If anyone tells you it doesn't get cold in Spain at night in the winter then the chances are they are an estate agent!! There is no way you can compare a Spanish winter to a British summer.

It's the days that make the difference.


----------



## C7KEN (May 27, 2005)

Yes but the british summers last longer than the spanish winters and you already know how long the british summers are , frankly I think you can live here in the winter more economically and more comfortably , spanish gas bottles are cheap and you can get a very good deal on a long stay winter pitch in several excellent campsites around us (near guardamar) thats why we see so many brits making the trip


----------



## 98739 (Apr 18, 2006)

C7KEN, Do you have a weblink for any campsites that offer long stay deals?


----------



## C7KEN (May 27, 2005)

Oldgit72 I will get you some info on two sites that come highly recommended by people who stay on them for the winters, give me a few days and I can get some leaflets which I will send to you  here's one that I think is very good, close to us, good sized plots, clean and has some trees to add shelter http://www.vayacamping.net/file.asp?par1=587&lang=en http://www.rinconluna.com/ingles/home.htm


----------



## Detourer (May 9, 2005)

"Ex-pats returning to the UK because of the cold winter nights in Spain"................ :roll: ............yeah, right!


----------



## C7KEN (May 27, 2005)

Our M/H has a valve that drops the water out when it gets near freezing in common with others with truma heaters this happened often in UK but has not happened once since moving to spain therefore although it can be freezing in the mountains or other areas it has not been so cold here, by the way it was ONLY 26Deg C today compare that to the UK


----------



## eddied (May 9, 2005)

Hi C7KEN, sorry mate, but beat you there.
On my breezy back balcony, at 500 m. above sea level on the Sorrento Peninsula, half an hour ago 29.5 Celsius, humidity 41%.

Having said that we also get some pretty cold nights in winter, sometimes even frost at this height.

saluti, eddied


----------



## Detourer (May 9, 2005)

.................09.30 local time [08.30 UK].......28.3 deg.....no clouds, slight breeze....

Damn........where's me shorts 

Frost?............Frost?, ah yeh, that was the stuff I used to scrape of my windows most morning well into.......that would be most mornings back in the UK :?


----------



## derek500 (Oct 31, 2005)

The original question was "How cold does it get at night?" I answered that question. 

There is no denying that a lot of people who come to Spain are quite surprised how nippy it gets in the evenings and early mornings. 

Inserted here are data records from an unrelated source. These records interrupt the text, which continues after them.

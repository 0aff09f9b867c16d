//! Child processes with timeouts and bounded output.

use std::io::{Read, Write};
use std::process::{Command, ExitStatus, Stdio};
use std::thread;
use std::time::{Duration, Instant};

use anyhow::{Context, Result, anyhow};
use tracing::{debug, error, instrument, warn};
use wait_timeout::ChildExt;

/// Captured child process output.
#[derive(Debug)]
pub struct CommandOutput {
    pub status: ExitStatus,
    pub stdout: Vec<u8>,
    pub stderr: Vec<u8>,
    pub stdout_truncated: usize,
    pub stderr_truncated: usize,
    pub timed_out: bool,
    pub duration: Duration,
}

impl CommandOutput {
    /// Exit code, or `None` if the process was killed by a signal (or timed out).
    pub fn exit_code(&self) -> Option<i32> {
        if self.timed_out {
            return None;
        }
        self.status.code()
    }

    pub fn stdout_lossy(&self) -> String {
        String::from_utf8_lossy(&self.stdout).into_owned()
    }

    /// Stdout followed by stderr, with truncation notices.
    pub fn combined_lossy(&self) -> String {
        let mut buf = String::from_utf8_lossy(&self.stdout).into_owned();
        if self.stdout_truncated > 0 {
            buf.push_str(&format!("\n[stdout truncated {} bytes]\n", self.stdout_truncated));
        }
        if !self.stderr.is_empty() {
            if !buf.is_empty() && !buf.ends_with('\n') {
                buf.push('\n');
            }
            buf.push_str(&String::from_utf8_lossy(&self.stderr));
        }
        if self.stderr_truncated > 0 {
            buf.push_str(&format!("\n[stderr truncated {} bytes]\n", self.stderr_truncated));
        }
        buf
    }
}

/// Run a command with a timeout and capture stdout/stderr without risking pipe deadlocks.
///
/// Output is read concurrently while the child runs. `output_limit_bytes` bounds the amount of
/// stdout/stderr stored in memory (bytes beyond this are discarded while still draining the pipe).
/// On timeout the child's whole process group is killed and reaped before returning; readers
/// still blocked on pipes held by escaped descendants are detached after a short grace period.
#[instrument(skip_all, fields(timeout_secs = timeout.as_secs(), output_limit_bytes))]
pub fn run_command_with_timeout(
    mut cmd: Command,
    stdin: Option<&[u8]>,
    timeout: Duration,
    output_limit_bytes: usize,
) -> Result<CommandOutput> {
    if stdin.is_some() {
        cmd.stdin(Stdio::piped());
    } else {
        cmd.stdin(Stdio::null());
    }
    cmd.stdout(Stdio::piped()).stderr(Stdio::piped());
    #[cfg(unix)]
    {
        use std::os::unix::process::CommandExt;
        cmd.process_group(0);
    }

    debug!("spawning child process");
    let started = Instant::now();
    let mut child = match cmd.spawn() {
        Ok(c) => c,
        Err(e) => {
            error!(err = %e, "failed to spawn command");
            return Err(e).context("spawn command");
        }
    };

    if let Some(input) = stdin {
        let mut child_stdin = child
            .stdin
            .take()
            .ok_or_else(|| anyhow!("stdin was not piped"))?;
        child_stdin.write_all(input).context("write stdin")?;
    }

    let stdout = child
        .stdout
        .take()
        .ok_or_else(|| anyhow!("stdout was not piped"))?;
    let stderr = child
        .stderr
        .take()
        .ok_or_else(|| anyhow!("stderr was not piped"))?;

    let stdout_handle = thread::spawn(move || read_stream_limited(stdout, output_limit_bytes));
    let stderr_handle = thread::spawn(move || read_stream_limited(stderr, output_limit_bytes));

    let mut timed_out = false;
    let status = match child.wait_timeout(timeout).context("wait for command")? {
        Some(status) => status,
        None => {
            warn!(
                timeout_secs = timeout.as_secs(),
                "command timed out, killing"
            );
            timed_out = true;
            kill_process_group(child.id());
            if let Err(err) = child.kill() {
                debug!(err = %err, "child already exited");
            }
            child.wait().context("wait command after kill")?
        }
    };

    let reader_deadline = timed_out.then(|| Instant::now() + READER_GRACE);
    let (stdout, stdout_truncated) =
        join_output(stdout_handle, reader_deadline).context("join stdout")?;
    let (stderr, stderr_truncated) =
        join_output(stderr_handle, reader_deadline).context("join stderr")?;

    if stdout_truncated > 0 || stderr_truncated > 0 {
        warn!(stdout_truncated, stderr_truncated, "output truncated");
    }

    debug!(exit_code = ?status.code(), timed_out, "command finished");
    Ok(CommandOutput {
        status,
        stdout,
        stderr,
        stdout_truncated,
        stderr_truncated,
        timed_out,
        duration: started.elapsed(),
    })
}

/// Run `sh -c <script>` in `workdir` with a timeout.
pub fn run_shell(
    script: &str,
    workdir: &std::path::Path,
    timeout: Duration,
    output_limit_bytes: usize,
) -> Result<CommandOutput> {
    let mut cmd = Command::new("sh");
    cmd.arg("-c").arg(script).current_dir(workdir);
    run_command_with_timeout(cmd, None, timeout, output_limit_bytes)
        .with_context(|| format!("run `{script}` in {}", workdir.display()))
}

/// How long readers may keep draining after a timeout kill.
const READER_GRACE: Duration = Duration::from_millis(500);

/// Kill every process in the group led by `pid` (the child was spawned as a group leader).
#[cfg(unix)]
fn kill_process_group(pid: u32) {
    let result = Command::new("kill")
        .args(["-KILL", "--", &format!("-{pid}")])
        .stdin(Stdio::null())
        .stdout(Stdio::null())
        .stderr(Stdio::null())
        .status();
    match result {
        Ok(status) if status.success() => debug!(pid, "process group killed"),
        Ok(status) => warn!(pid, code = ?status.code(), "kill of process group failed"),
        Err(err) => warn!(pid, err = %err, "spawn kill for process group"),
    }
}

#[cfg(not(unix))]
fn kill_process_group(_pid: u32) {}

type ReaderHandle = thread::JoinHandle<Result<(Vec<u8>, usize)>>;

/// Join a reader thread. With a deadline, a reader that is still blocked when it passes is
/// detached and its output dropped.
fn join_output(handle: ReaderHandle, deadline: Option<Instant>) -> Result<(Vec<u8>, usize)> {
    if let Some(deadline) = deadline {
        while !handle.is_finished() {
            if Instant::now() >= deadline {
                warn!("output pipe still held open after kill, detaching reader");
                return Ok((Vec::new(), 0));
            }
            thread::sleep(Duration::from_millis(10));
        }
    }
    match handle.join() {
        Ok(result) => result,
        Err(_) => Err(anyhow!("output reader thread panicked")),
    }
}

fn read_stream_limited<R: Read>(mut reader: R, limit: usize) -> Result<(Vec<u8>, usize)> {
    let mut buf = Vec::new();
    let mut truncated = 0usize;
    let mut chunk = [0u8; 8192];

    loop {
        let n = reader.read(&mut chunk).context("read output")?;
        if n == 0 {
            break;
        }
        let remaining = limit.saturating_sub(buf.len());
        if remaining > 0 {
            let keep = n.min(remaining);
            buf.extend_from_slice(&chunk[..keep]);
            truncated += n.saturating_sub(keep);
        } else {
            truncated += n;
        }
    }

    Ok((buf, truncated))
}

Of course the generally warm sunny days more than compensate for that, along with the lighter evenings in the winter. Here in Valencia for example the earliest it gets dark in winter is 6pm.


----------



## derek500 (Oct 31, 2005)

The original question was "How cold does it get at night?" I answered that question. 

There is no denying that a lot of people who come to Spain are quite surprised how nippy it gets in the evenings and early mornings. 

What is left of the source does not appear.